An XML sitemap is often the cleanest crawl seed because it lists the canonical URLs a site already wants discovered. Starting a Scrapy crawl from that source avoids brittle navigation paths, reduces missed sections, and keeps the first request set aligned with the site's own published inventory.

In current Scrapy releases, SitemapSpider still reads URLs from sitemap_urls, accepts a direct sitemap URL or a robots.txt URL, follows sitemap index files, and dispatches matching page URLs through ordered sitemap_rules. When a sitemap index points to many child files, sitemap_follow can keep the crawl on only the sitemap branches that belong to the current job.

Sitemap <loc> entries must be full crawlable URLs on the same host, not relative paths, and allowed_domains should match the hostnames that actually appear inside the sitemap. Large sitemap seeds can enqueue many requests quickly, and current Scrapy still accepts compressed .xml.gz sitemap responses, so keep patterns narrow and apply crawl throttling when the sitemap covers a large site.

Steps to seed Scrapy start URLs from an XML sitemap:

  1. Change to the root of the Scrapy project that will run the sitemap seed spider.
    $ cd shopdemo
  2. Create a SitemapSpider that points to the sitemap entry URL and maps matching page URLs to one callback.
    shopdemo/spiders/sitemap_seed.py
    from scrapy.spiders import SitemapSpider
     
     
    class SitemapSeedSpider(SitemapSpider):
        name = "sitemap_seed"
        allowed_domains = ["shop.example"]
        sitemap_urls = ["https://shop.example/sitemap.xml"]
        sitemap_follow = [r"/products\\.xml$"]
        sitemap_rules = [
            (r"/products/", "parse_product"),
        ]
     
        def parse_product(self, response):
            yield {
                "name": response.css("h1::text").get(),
                "sku": response.css("p.sku::text").re_first(r"SKU:\\s*(.+)"),
                "url": response.url,
            }

    Use a robots.txt URL in sitemap_urls when the site publishes sitemap locations only there, and remove sitemap_follow when the seed file is already one urlset instead of a sitemap index.

    The sitemap itself must publish complete same-host URLs in each <loc> entry, because relative paths are not valid sitemap URLs and host mismatches can be blocked before the callback ever runs.

  3. Run the spider and overwrite the export file for the current sitemap seed crawl.
    $ scrapy crawl sitemap_seed -O pages.jsonl -s LOG_LEVEL=INFO
    2026-04-16 06:41:37 [scrapy.utils.log] INFO: Scrapy 2.15.0 started (bot: shopdemo)
    ##### snipped #####
    2026-04-16 06:41:42 [scrapy.extensions.feedexport] INFO: Stored jsonl feed (2 items) in: pages.jsonl
    2026-04-16 06:41:42 [scrapy.core.engine] INFO: Spider closed (finished)

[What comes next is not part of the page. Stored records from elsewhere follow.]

//! Spring animation used for the expandable calendar height and header.
//!
//! ## Usage
//!
//! Build a [`SpringConfig`] from speed and bounciness, retarget a
//! [`Spring1D`] and advance it from the host's frame clock.

use calendar_foundation::Dp;

const SUBSTEP: f64 = 1.0 / 240.0;
const MAX_FRAME_DT: f64 = 0.1;
const REST_DISPLACEMENT: f64 = 0.01;
const REST_SPEED: f64 = 0.01;

/// Physical spring parameters.
#[derive(Debug, Clone, Copy, PartialEq)]
pub struct SpringConfig {
    /// Spring constant.
    pub stiffness: f64,
    /// Damping coefficient.
    pub damping: f64,
    /// Attached mass.
    pub mass: f64,
}

impl SpringConfig {
    /// Converts designer-facing speed and bounciness into physical
    /// parameters, following the Origami mapping.
    ///
    /// Higher speed gives a stiffer spring; higher bounciness lowers the
    /// friction and lets the spring overshoot more.
    pub fn from_speed_and_bounciness(speed: f64, bounciness: f64) -> Self {
        let bounce = project_normal(normalize(bounciness / 1.7, 0.0, 20.0), 0.0, 0.8);
        let speed = normalize(speed / 1.7, 0.0, 20.0);
        let tension = project_normal(speed, 0.5, 200.0);
        let friction = quadratic_out_interpolation(bounce, no_bounce_friction(tension), 0.01);

        Self {
            stiffness: (tension - 30.0) * 3.62 + 194.0,
            damping: (friction - 8.0) * 3.0 + 25.0,
            mass: 1.0,
        }
    }
}

fn normalize(value: f64, start: f64, end: f64) -> f64 {
    (value - start) / (end - start)
}

fn project_normal(n: f64, start: f64, end: f64) -> f64 {
    start + n * (end - start)
}

fn quadratic_out_interpolation(t: f64, start: f64, end: f64) -> f64 {
    let t = 2.0 * t - t * t;
    t * end + (1.0 - t) * start
}

fn no_bounce_friction(tension: f64) -> f64 {
    if tension <= 18.0 {
        0.0007 * tension.powi(3) - 0.031 * tension.powi(2) + 0.64 * tension + 1.28
    } else if tension <= 44.0 {
        0.000044 * tension.powi(3) - 0.006 * tension.powi(2) + 0.36 * tension + 2.0
    } else {
        0.00000045 * tension.powi(3) - 0.000332 * tension.powi(2) + 0.1078 * tension + 5.84
    }
}

/// One-dimensional damped spring.
#[derive(Debug, Clone, Copy, PartialEq)]
pub struct Spring1D {
    value: f64,
    velocity: f64,
    target: f64,
}

impl Spring1D {
    /// Creates a spring resting at `value`.
    pub fn new(value: f64) -> Self {
        Self {
            value,
            velocity: 0.0,
            target: value,
        }
    }

    /// Current position.
    pub fn value(&self) -> f64 {
        self.value
    }

    /// Current velocity.
    pub fn velocity(&self) -> f64 {
        self.velocity
    }

    /// Position the spring is heading to.
    pub fn target(&self) -> f64 {
        self.target
    }

    /// Current position as a length.
    pub fn value_dp(&self) -> Dp {
        Dp(self.value)
    }

    /// Jumps to `value` and stops.
    pub fn snap_to(&mut self, value: f64) {
        self.value = value;
        self.target = value;
        self.velocity = 0.0;
    }

    /// Retargets the spring, keeping its current motion.
    pub fn set_target(&mut self, target: f64) {
        self.target = target;
    }

    /// Starts a fresh animation from `start` to `target` with zero velocity.
    pub fn restart_from(&mut self, start: f64, target: f64) {
        self.value = start;
        self.velocity = 0.0;
        self.target = target;
    }

    /// Advances the simulation by `dt` seconds.
    pub fn update(&mut self, dt: f64, config: &SpringConfig) {
        if !self.is_animating() {
            return;
        }
        let mut remaining = dt.clamp(0.0, MAX_FRAME_DT);
        let stiffness = config.stiffness.max(0.0);
        if stiffness == 0.0 {
            self.snap_to(self.target);
            return;
        }
        let damping = config.damping.max(0.0);
        let mass = if config.mass > 0.0 { config.mass } else { 1.0 };

        while remaining > 0.0 {
            let step = remaining.min(SUBSTEP);
            let displacement = self.value - self.target;
            let acceleration = (-stiffness * displacement - damping * self.velocity) / mass;
            self.velocity += acceleration * step;
            self.value += self.velocity * step;
            remaining -= step;
        }

        if (self.value - self.target).abs() < REST_DISPLACEMENT
            && self.velocity.abs() < REST_SPEED
        {
            self.snap_to(self.target);
        }
    }

    /// Returns true while the spring has not settled on its target.
    pub fn is_animating(&self) -> bool {
        (self.value - self.target).abs() >= REST_DISPLACEMENT || self.velocity.abs() >= REST_SPEED
    }
}
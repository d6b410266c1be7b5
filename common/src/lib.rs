//! Nail Studio Common Library
//!
//! CLIとWeb(WASM)で共有される型とロジック
//! - 試着（Try-on）: ランドマーク → 配置計算、配置ストア、ドラッグ調整、自動位置合わせ
//! - デザイン: 状態・プレビュー・料金・プリセット・ウィッシュリスト

pub mod types;
pub mod error;
pub mod landmarks;
pub mod geometry;
pub mod cover_fit;
pub mod storage;
pub mod placement_store;
pub mod drag;
pub mod auto_align;
pub mod design;
pub mod render;
pub mod pricing;
pub mod presets;
pub mod wishlist;

pub use types::{BaseLayout, NailId, Placement, PlacementSet, Point, Size};
pub use error::{Error, Result};
pub use landmarks::{landmark_pair, LandmarkFrame, NormalizedPoint, HAND_LANDMARK_COUNT};
pub use geometry::{map_placements, place_nail, AlignParams};
pub use cover_fit::{cover_crop, CropRect};
pub use storage::{KeyValueStore, MemoryStore, PLACEMENTS_KEY, WISHLIST_KEY};
pub use placement_store::PlacementStore;
pub use drag::{DragController, PointerSample};
pub use auto_align::{AlignError, AutoAligner, LandmarkDetector, LayoutProvider, PhotoSurface, PlacementView};
pub use design::{Addon, DesignState, DesignUpdate, ExtensionType, Finish, NailLength, Pattern, Shape};
pub use render::{render_nails, NailStyle};
pub use pricing::{quote, PriceLine, Quote};
pub use presets::{builtin_presets, find_preset, Preset, SWATCHES};
pub use wishlist::{CardAction, DesignCard, Wishlist, WishlistEntry};
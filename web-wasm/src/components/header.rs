//! ヘッダーコンポーネント

use leptos::prelude::*;

#[component]
pub fn Header(total: Memo<u32>) -> impl IntoView {
    view! {
        <header class="header">
            <h1>"Nail Studio"</h1>
            <nav class="nav">
                <a href="#builder">"Builder"</a>
                <a href="#library">"Library"</a>
                <a href="#wishlist">"Wishlist"</a>
            </nav>
            <span class="header-price">{move || format!("${}", total.get())}</span>
        </header>
    }
}
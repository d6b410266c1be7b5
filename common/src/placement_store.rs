//! 試着配置ストア
//!
//! 現在アクティブな配置（指ごとの上書き）を保持し、ストレージへ保存する。
//! 保存・読込はベストエフォートで、失敗してもメモリ上の状態で継続する。

use crate::storage::{read_json, write_json, KeyValueStore, PLACEMENTS_KEY};
use crate::types::{BaseLayout, NailId, Placement, PlacementSet};
use std::cell::Cell;

pub struct PlacementStore<S: KeyValueStore> {
    storage: S,
    active: PlacementSet,
    base: BaseLayout,
    /// reset 後、次に保存が成功するまで保存済みの値を読まない（削除に失敗した場合も）
    cleared: Cell<bool>,
}

impl<S: KeyValueStore> PlacementStore<S> {
    /// 空のアクティブ配置で作成（base は初期レイアウトから取得済みのもの）
    pub fn new(storage: S, base: BaseLayout) -> Self {
        Self {
            storage,
            active: PlacementSet::new(),
            base,
            cleared: Cell::new(false),
        }
    }

    /// 起動時に保存済みの配置を読み込む。読み込めた場合 true
    pub fn restore(&mut self) -> bool {
        match self.load_persisted() {
            Some(set) => {
                self.active = set;
                true
            }
            None => false,
        }
    }

    pub fn storage(&self) -> &S {
        &self.storage
    }

    pub fn base(&self) -> &BaseLayout {
        &self.base
    }

    /// アクティブな上書き配置
    pub fn get(&self, id: NailId) -> Option<Placement> {
        self.active.get(id).copied()
    }

    /// 上書きがなければ初期レイアウトの配置
    pub fn effective(&self, id: NailId) -> Option<Placement> {
        self.get(id).or_else(|| self.base.get(id).copied())
    }

    pub fn active(&self) -> &PlacementSet {
        &self.active
    }

    /// 全指の表示用配置（初期レイアウト + 上書き）
    pub fn effective_set(&self) -> PlacementSet {
        let mut set = self.base.placements().clone();
        set.merge(&self.active);
        set
    }

    /// アクティブ配置をまるごと置き換える
    pub fn set_all(&mut self, set: PlacementSet) {
        self.active = set;
    }

    pub fn merge_one(&mut self, id: NailId, placement: Placement) {
        self.active.insert(id, placement);
    }

    /// 初期レイアウトに戻し、保存済みの上書きも削除する
    pub fn reset_to_base(&mut self) -> PlacementSet {
        self.active = PlacementSet::new();
        self.cleared.set(true);
        if let Err(e) = self.storage.remove(PLACEMENTS_KEY) {
            tracing::warn!("Failed to clear saved placements: {}", e);
        }
        self.effective_set()
    }

    /// 保存済みの配置。未保存・破損時は None
    pub fn load_persisted(&self) -> Option<PlacementSet> {
        if self.cleared.get() {
            return None;
        }
        read_json(&self.storage, PLACEMENTS_KEY)
    }

    /// 保存（失敗時は false を返してメモリ上のみで継続）
    pub fn persist(&self, set: &PlacementSet) -> bool {
        match write_json(&self.storage, PLACEMENTS_KEY, set) {
            Ok(()) => {
                self.cleared.set(false);
                true
            }
            Err(e) => {
                tracing::warn!("Failed to save placements: {}", e);
                false
            }
        }
    }

    pub fn persist_active(&self) -> bool {
        self.persist(&self.active)
    }
}

#[cfg(test)]
mod tests {
    use super::*;
    use crate::storage::MemoryStore;

    fn sample_set() -> PlacementSet {
        [
            (NailId::Thumb, Placement::new(70.25, 50.5, 33.3, 1.42)),
            (NailId::Index, Placement::new(60.0, 20.125, -4.0, 0.75)),
            (NailId::Pinky, Placement::new(0.0, 100.0, 180.0, 1.9)),
        ]
        .into_iter()
        .collect()
    }

    fn store() -> PlacementStore<MemoryStore> {
        PlacementStore::new(MemoryStore::new(), BaseLayout::default_hand())
    }

    #[test]
    fn test_persist_then_load() {
        let store = store();
        let set = sample_set();
        assert!(store.persist(&set));
        assert_eq!(store.load_persisted(), Some(set));
    }

    #[test]
    fn test_reset_clears_persisted() {
        let mut store = store();
        store.set_all(sample_set());
        store.persist_active();

        let shown = store.reset_to_base();
        assert!(store.load_persisted().is_none());
        assert!(store.active().is_empty());
        assert_eq!(&shown, store.base().placements());

        // 次の保存までは None のまま
        assert!(store.load_persisted().is_none());
        store.persist(&sample_set());
        assert!(store.load_persisted().is_some());
    }

    #[test]
    fn test_corrupt_value_is_absent() {
        let storage = MemoryStore::new();
        storage.seed(PLACEMENTS_KEY, "definitely not json");
        let mut store = PlacementStore::new(storage, BaseLayout::default_hand());

        assert!(store.load_persisted().is_none());
        assert!(!store.restore());
        assert!(store.active().is_empty());
    }

    #[test]
    fn test_wrong_shape_value_is_absent() {
        let storage = MemoryStore::new();
        storage.seed(PLACEMENTS_KEY, r#"{"thumb": {"left": 1, "top": 2, "transform": ""}}"#);
        let store = PlacementStore::new(storage, BaseLayout::default_hand());
        assert!(store.load_persisted().is_none());
    }

    #[test]
    fn test_storage_failure_keeps_memory_state() {
        let mut store = PlacementStore::new(MemoryStore::read_only(), BaseLayout::default_hand());
        store.set_all(sample_set());

        assert!(!store.persist_active());
        assert_eq!(store.active(), &sample_set());
        assert!(store.load_persisted().is_none());

        // reset の削除失敗も致命的ではない
        store.reset_to_base();
        assert!(store.active().is_empty());
    }

    #[test]
    fn test_reset_hides_saved_when_remove_fails() {
        let storage = MemoryStore::read_only();
        let saved: PlacementSet = [(NailId::Thumb, Placement::new(1.0, 2.0, 0.0, 1.0))].into_iter().collect();
        storage.seed(PLACEMENTS_KEY, &serde_json::to_string(&saved).unwrap());

        let mut store = PlacementStore::new(storage, BaseLayout::default_hand());
        assert!(store.restore());
        assert_eq!(store.active(), &saved);

        let shown = store.reset_to_base();
        assert_eq!(&shown, store.base().placements());
        // 削除に失敗しても古い配置は戻らない
        assert!(store.storage().get(PLACEMENTS_KEY).is_some());
        assert!(store.load_persisted().is_none());
        assert!(!store.restore());
        assert!(store.active().is_empty());

        // 保存も失敗する間はメモリ上の状態のみ
        store.merge_one(NailId::Index, Placement::new(40.0, 30.0, 0.0, 1.0));
        assert!(!store.persist_active());
        assert!(store.load_persisted().is_none());
    }

    #[test]
    fn test_persist_after_reset_is_loaded() {
        let mut store = store();
        store.set_all(sample_set());
        store.persist_active();
        store.reset_to_base();

        let p = Placement::new(22.0, 44.0, 5.0, 1.2);
        store.merge_one(NailId::Middle, p);
        assert!(store.persist_active());
        let loaded = store.load_persisted().unwrap();
        assert_eq!(loaded.get(NailId::Middle), Some(&p));
    }

    #[test]
    fn test_restore_loads_saved() {
        let storage = MemoryStore::new();
        write_json(&storage, PLACEMENTS_KEY, &sample_set()).unwrap();

        let mut store = PlacementStore::new(storage, BaseLayout::default_hand());
        assert!(store.restore());
        assert_eq!(store.active(), &sample_set());
    }

    #[test]
    fn test_merge_one_and_effective() {
        let mut store = store();
        assert_eq!(store.get(NailId::Ring), None);
        assert_eq!(store.effective(NailId::Ring), store.base().get(NailId::Ring).copied());

        let p = Placement::new(12.0, 34.0, 0.0, 1.0);
        store.merge_one(NailId::Ring, p);
        assert_eq!(store.get(NailId::Ring), Some(p));
        assert_eq!(store.effective(NailId::Ring), Some(p));

        let shown = store.effective_set();
        assert_eq!(shown.len(), NailId::ALL.len());
        assert_eq!(shown.get(NailId::Ring), Some(&p));
    }
}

    -O overwrites the feed target on each run, which keeps repeated sitemap tests predictable while selectors and rules are still being tuned.

    sitemap_rules are checked in order, so place the narrowest URL patterns first when one page URL could match more than one callback.

  4. Read the exported items to confirm that the sitemap scheduled only the intended product pages.
    $ cat pages.jsonl
    {"name": "Team Plan", "sku": "team-001", "url": "https://shop.example/products/team/"}
    {"name": "Starter Plan", "sku": "starter-001", "url": "https://shop.example/products/starter/"}

    If the export is empty or includes the wrong sections, re-check the sitemap URL, the sitemap_follow patterns for index files, and the hostnames listed under allowed_domains.